25,
I did actually speak at length (interviewed) 2 L's and a mediator last fall. One was ridiculously expensive and had the 'go get em' mentality, the other i jived with a lot more.. so i do have these 2 contacts and one that I thought about using. The issues is, we have ZERO shared assets (everything is separate), no house no kids, both make very good salaries so i don't know what i'd even win. Yes i shelled out some money for his tuition but not gobs, and everything i've made income-wise during our M is in my name. So my fear is more of a tit-for-tat type thing... one of my best friends' dads is a divorce L (in CA, and I live in MA still) and he suggested best to walk away without H coming after me for anything. But it's really the principle and bitter factor that i've worked so hard for so long and he goes to harvard and now makes $$ and my earning will plateau and plus, i'm at the stage where i don't want to work 80 hrs a wk...I want to have a H and a family and be more of the 'mom' role...I guess. But i do feel like he gets off scott free...

I was just having an angry moment in my hotel room before I read your email...it was more empowering...like who is this a-hole, he left me when i wasn;t working, actually (I quit my job to be home w him more), and HE asked me to pay him back for health insurance and necessities...meanwhile he's spending thousands traveling and boondogle trips (when he never paid for vacations in our M...I always did!) What kind of man is that?? And he says I emasculated him! I talked to an old friend this weekend who has known both of us since we were together and she said he clearly blames you for his own not-feeling-like-a-man, or whatever...

I moved in w him years ago, I had no job, i always paid my share and then some, and he leaves me after I've funded part of his tuition, spends $ irresponsibly and friviously, then calls me a selfish bit--. Argh. Sorry, an angry moment came.

But I still love this man and I understand some very hurtful below the belt comments I made to him over the years. I understand why he never felt adequate...but as my old college friends said 'he never felt good enough'... and maybe we got set into these dynamics and ways.

Sad stuff...but yes I should stand up to him. I just dont want to spend x in legal fees to get x plus pennies back...it's not a huge amount in the scheme of things. But i would love to go back to school and not work so hard right now.. (yes i could be major lifestyle change).

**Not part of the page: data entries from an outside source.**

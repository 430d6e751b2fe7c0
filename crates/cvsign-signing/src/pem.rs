//! PEM rendering of signatures with embedded certificate chains.
//!
//! ```text
//! -----BEGIN SIGNATURE-----
//! Signature Algorithm: RSASSA-PKCS1-V1_5
//!
//! <base64>
//! -----END SIGNATURE-----
//! -----BEGIN CERTIFICATE-----
//! ...
//! ```

use base64::engine::general_purpose::STANDARD;
use base64::Engine;
use x509_cert::Certificate;

use crate::certs;
use crate::error::{SigningError, SigningResult};

pub const SIGNATURE_PEM_TYPE: &str = "SIGNATURE";
const ALGORITHM_HEADER: &str = "Signature Algorithm";
const LINE_WIDTH: usize = 64;

/// Decoded PEM signature.
#[derive(Debug, Clone)]
pub struct PemSignature {
    pub algorithm: Option<String>,
    pub signature: Vec<u8>,
    pub certificates: Vec<Certificate>,
}

pub fn signature_to_pem(
    algorithm: &str,
    signature: &[u8],
    chain: &[Certificate],
) -> SigningResult<String> {
    let mut out = format!("-----BEGIN {SIGNATURE_PEM_TYPE}-----\n");
    out.push_str(&format!("{ALGORITHM_HEADER}: {algorithm}\n\n"));
    let encoded = STANDARD.encode(signature);
    for chunk in encoded.as_bytes().chunks(LINE_WIDTH) {
        out.push_str(&String::from_utf8_lossy(chunk));
        out.push('\n');
    }
    out.push_str(&format!("-----END {SIGNATURE_PEM_TYPE}-----\n"));
    out.push_str(&certs::to_pem_chain(chain)?);
    Ok(out)
}

pub fn signature_from_pem(data: &str) -> SigningResult<PemSignature> {
    let begin = format!("-----BEGIN {SIGNATURE_PEM_TYPE}-----");
    let end = format!("-----END {SIGNATURE_PEM_TYPE}-----");
    let start = data
        .find(&begin)
        .ok_or_else(|| SigningError::crypto("no signature block found in PEM data"))?;
    let body_start = start + begin.len();
    let stop = data[body_start..]
        .find(&end)
        .map(|i| body_start + i)
        .ok_or_else(|| SigningError::crypto("unterminated signature block"))?;

    let mut algorithm = None;
    let mut content = String::new();
    let mut in_headers = true;
    for line in data[body_start..stop].lines().map(str::trim) {
        if in_headers {
            if line.is_empty() {
                continue;
            }
            if let Some((key, value)) = line.split_once(':') {
                if key.trim() == ALGORITHM_HEADER {
                    algorithm = Some(value.trim().to_string());
                }
                continue;
            }
            in_headers = false;
        }
        content.push_str(line);
    }
    let signature = STANDARD.decode(content).map_err(SigningError::crypto)?;

    let rest = &data[stop + end.len()..];
    let certificates = if rest.contains("-----BEGIN CERTIFICATE-----") {
        certs::load_pem_chain(rest.as_bytes())?
    } else {
        Vec::new()
    };

    Ok(PemSignature {
        algorithm,
        signature,
        certificates,
    })
}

And talk about boundardies...we emailed this weekend about getting dinner one night this week, and i told him when i was free and then Radio Silence...he has done this many times. Do I text him tomorrow about what night works for him? I do want to talk to him b/c frankly i we've gotta talk about doing our taxes and i might very well be able to get tuition $ back outside of having to go to lawyers (last yr he told me that he would pay me back, he's not that much of a shmuck).

I want to seem strong and stand-up to him rightfully so, but I also want to be friendly and loving...is that weird? I want to act out of love still, not fear. I'm tired of always feeling like I'm the bad guy.

How should I proceed in getting together w him? I move back to CA - all the way across county - on March 10. we have very limited contact together until then.

And part of this self-blame and wanting hin desperately again lately is I know..driven out of fear. I am 33 and will I find love again and have children which I so want. Will I let go of this bitterness and heal? And will - based on any last posts - there be any chance of reconcil w H? I think it's very unlikely...but what if anything can i do to increase the odds, or move on.

You guys are wonderful. We are going through a shared pain and I do hope we all become stronger for it.